Prob/Stats Final Exam Review Flashcards
What is the difference between quantitative and categorical data?
Quantitative: data measure the quantity with units. Categorical: data describe a category that a case falls into.
Is “zip code” a quantitative or categorical variable?
Categorical variable. Zip codes describe a category (city), and they do not measure a quantity.
Is “distance from home” a quantitative or categorical variable?
Quantitative variable. “Distance from home” measures a quantity with units of length.
Is “social security number” a quantitative or categorical variable?
Categorical variable. Social security numbers do not measure a quantity. The categorize people by both state and individual identity.
What types of graphs can represent quantitative data?
Histograms, dot plots, stemplots.
What types of graphs can represent categorical data?
Bar graphs, pie charts.
Imagine a table with two variables: Gender and Handedness. Describe what marginal distributions would be.
Marginal distributions come from numbers in the…drum roll please…MARGINS! In other words, the numbers in the “totals” row or column. These usually are reported as PERCENTS.
Imagine a table with two variables: Gender and Handedness. Describe what conditional distributions would be.
Conditional distributions come from a row or a column “inside” the table (NOT from the margins or totals). For example: the handedness of males would be a conditional distribution. Or the gender of left-handers would be another example. And use PERCENTS!
What is the difference between a population and a sample?
A population is the “larger” group about which we hope to learn. A sample is a subset of the population that is easier to obtain and analyze.
What are some features of a histogram?
It has a continuous and labeled number line on the horizontal axis. Then the data is grouped so that the heights of equally wide bars represent the number of data points in each interval. The vertical axis can represent counts OR percents.
If you are asked to “describe this distribution,” what should you always include?

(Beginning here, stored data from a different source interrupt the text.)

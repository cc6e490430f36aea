//! Customer login and signup.

use crate::auth::password::hash_password;
use crate::error::{ErrorResponse, HttpAppError, ValidatedJson};
use crate::handlers::verify_login_credential;
use crate::state::AppState;
use axum::{extract::State, response::IntoResponse, Json};
use licentra_core::models::UserRole;
use licentra_core::AppError;
use serde::{Deserialize, Serialize};
use std::sync::Arc;
use utoipa::ToSchema;
use validator::Validate;

#[derive(Debug, Deserialize, Validate, ToSchema)]
pub struct CustomerLoginRequest {
    #[validate(email)]
    pub email: String,
    pub password: String,
}

#[derive(Debug, Serialize, ToSchema)]
pub struct CustomerLoginResponse {
    pub success: bool,
    pub token: String,
    pub name: String,
    pub phone: String,
    pub expires_in: i64,
}

#[derive(Debug, Deserialize, Validate, ToSchema)]
pub struct CustomerSignupRequest {
    #[validate(length(min = 2, max = 100))]
    pub name: String,
    #[validate(email)]
    pub email: String,
    #[validate(length(min = 6))]
    pub password: String,
    #[validate(length(min = 10, max = 20))]
    pub phone: String,
}

#[derive(Debug, Serialize, ToSchema)]
pub struct CustomerSignupResponse {
    pub success: bool,
    pub message: String,
    pub token: String,
    pub name: String,
    pub phone: String,
    pub expires_in: i64,
}

#[utoipa::path(
    post,
    path = "/api/customer/login",
    tag = "auth",
    request_body = CustomerLoginRequest,
    responses(
        (status = 200, description = "Login successful", body = CustomerLoginResponse),
        (status = 401, description = "Invalid credentials", body = ErrorResponse),
        (status = 404, description = "Customer profile not found", body = ErrorResponse)
    )
)]
#[tracing::instrument(skip(state, request))]
pub async fn customer_login(
    State(state): State<Arc<AppState>>,
    ValidatedJson(request): ValidatedJson<CustomerLoginRequest>,
) -> Result<impl IntoResponse, HttpAppError> {
    request.validate().map_err(AppError::from)?;

    let principal = state
        .principals
        .get_by_email(&request.email)
        .await?
        .filter(|principal| principal.role == UserRole::Customer)
        .ok_or_else(|| AppError::Unauthorized("Invalid credentials".to_string()))?;

    verify_login_credential(&state, &principal, &request.password).await?;

    if !principal.is_active {
        return Err(AppError::BadRequest("User account is disabled".to_string()).into());
    }

    let customer = state
        .customers
        .get_by_principal(principal.id)
        .await?
        .ok_or_else(|| AppError::NotFound("Customer profile not found".to_string()))?;

    let token = state.tokens.issue(&principal.email, principal.role)?;

    tracing::info!(customer_id = %customer.id, "Customer logged in");

    Ok(Json(CustomerLoginResponse {
        success: true,
        token,
        name: customer.name,
        phone: customer.phone,
        expires_in: state.tokens.expires_in_secs(),
    }))
}

#[utoipa::path(
    post,
    path = "/api/customer/signup",
    tag = "auth",
    request_body = CustomerSignupRequest,
    responses(
        (status = 200, description = "Account created", body = CustomerSignupResponse),
        (status = 400, description = "Invalid signup data", body = ErrorResponse),
        (status = 409, description = "Email already registered", body = ErrorResponse)
    )
)]
#[tracing::instrument(skip(state, request))]
pub async fn customer_signup(
    State(state): State<Arc<AppState>>,
    ValidatedJson(request): ValidatedJson<CustomerSignupRequest>,
) -> Result<impl IntoResponse, HttpAppError> {
    request.validate().map_err(AppError::from)?;

    let password_hash = hash_password(&request.password)?;

    let (principal, customer) = state
        .customers
        .create_with_principal(&request.name, &request.email, &request.phone, &password_hash)
        .await?;

    let token = state.tokens.issue(&principal.email, principal.role)?;

    tracing::info!(customer_id = %customer.id, "Customer signed up");

    Ok(Json(CustomerSignupResponse {
        success: true,
        message: "Account created successfully".to_string(),
        token,
        name: customer.name,
        phone: customer.phone,
        expires_in: state.tokens.expires_in_secs(),
    }))
}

Always comment about the shape, center, spread and outliers. AND be sure to include CONTEXT (words that show what the data is representing). “SOCS + context” can help you remember.
What is the “5-Number Summary?”
The Five Number Summary is the minimum, quartile 1, median, quartile 3, and maximum.
Describe the features of a box plot.
The box in the middle represents the “middle 50%” of the data. The width of the box is the IQR. If there is a segment inside the box, this is the MEDIAN. Each “whisker” represents another 25% of the data. Each of the five intersection points represents the “5 Number Summary.”
What does a box plot NOT reveal?
Sample size, mean, shape (at least not completely)
If the mean is higher than the median in a data set, then which way is the data likely skewed?
If the mean is higher than the median, typically the data is skewed right. Higher numbers (especially high outliers) will tend to “pull” the mean up. Medias are more resistant to outliers and skewness.
What does a z-score tell us about a data point?
A z-score tells us how many standard deviations it is from the mean. Positive z-scores are above the mean, negative z-scores are below the mean.
How to you calculate a z-score?
z-score = (x – mean) ÷ (standard deviation)
What does the standard deviation of a data set describe?
The standard deviation of a data set is the “typical” (“average”) variation from the mean.
Assume the mean height of students is 170 cm and the standard deviation is 5 cm. If all heights were converted to inches, which statistics would change?
To change to inches, we would need to DIVIDE by 2.54. Therefore ALL statistics would be divided by 2.54, including the mean and standard deviation.
Assume the mean height of students is 170 cm and the standard deviation is 5 cm. If all heights were decreased by 3 cm, which statistics would change?
When 3cm is subtracted from data, ONLY MEASURES OF POSITION will change by 3cm (mean, median, minimum, Q3, etc.). Measures of spread will NOT change (standard deviation, range, IQR, etc.)
If data were graphed on a scatterplot showing outdoor temperature vs. heating costs, which variable would be the explanatory variable?
Temperature would be the explanatory variable since temperature is “explaining” (or perhaps causing) the amount of heating costs. Heating costs are “responding” to the temperatures, so it is the response variable.
Would it be appropriate to use a scatterplot to graph gender vs. height?
No. Scatterplots are only for quantitative variables, and gender is a categorical variable. Parallel dot plots or or parallel box plots would be better.
When describing a scatterplot between two variables, what should you always include?
Strength (weak, moderate, strong)
Direction (positive, negative, none)
Form (linear or not; outliers or not)
Context (words that describe the data story)
If you saw a graph of students’ heights vs. students’ arm spans, what would be a good description of the scatterplot?
“There is a strong, positive, linear association between heights and arm spans of students.”
“If two variables have a strong association, then they have a strong correlation.” True?
NO–False! Correlation (r) only measures the strength and direction of LINEAR data! If data is curved, it can have a strong association, but strong or weak correlation. Correlation should NEVER be used to describe curved data.
If there is a strong correlation between two variables, then the explanatory variable is likely causing the reactions in the response variable. True?
NO–False! For example: there can be a strong correlation (r) between the number of people eating ice cream and the number of drownings, but that does not necessarily mean that eating ice cream causes drownings. The outside temperature might be a third (lurking) variable.
What is the name of the line that we sometimes create to fit onto data?
The Least-Squares Regression Line (LSRL). It’s called LinReg(a+bx) on graphing calculators, and sometimes referred to as the “regression line” or “best-fit line” in other textbooks.
If two variables show a high correlation, then the data must be linear. True?
NO–False! If two variables showed a very slight curvature, then if someone calculated the correlation (r) value, it might still be pretty high even though the data is clearly curved.
Which correlation (r) value shows the strongest linear association? –.08, –.29, –.88, .38, .82
–.88 is stronger than .82 even though it’s negative. The strongest correlations are the ones closest to 1 or –1.
Where do you go on your graphing calculator to enter data?
STAT–EDIT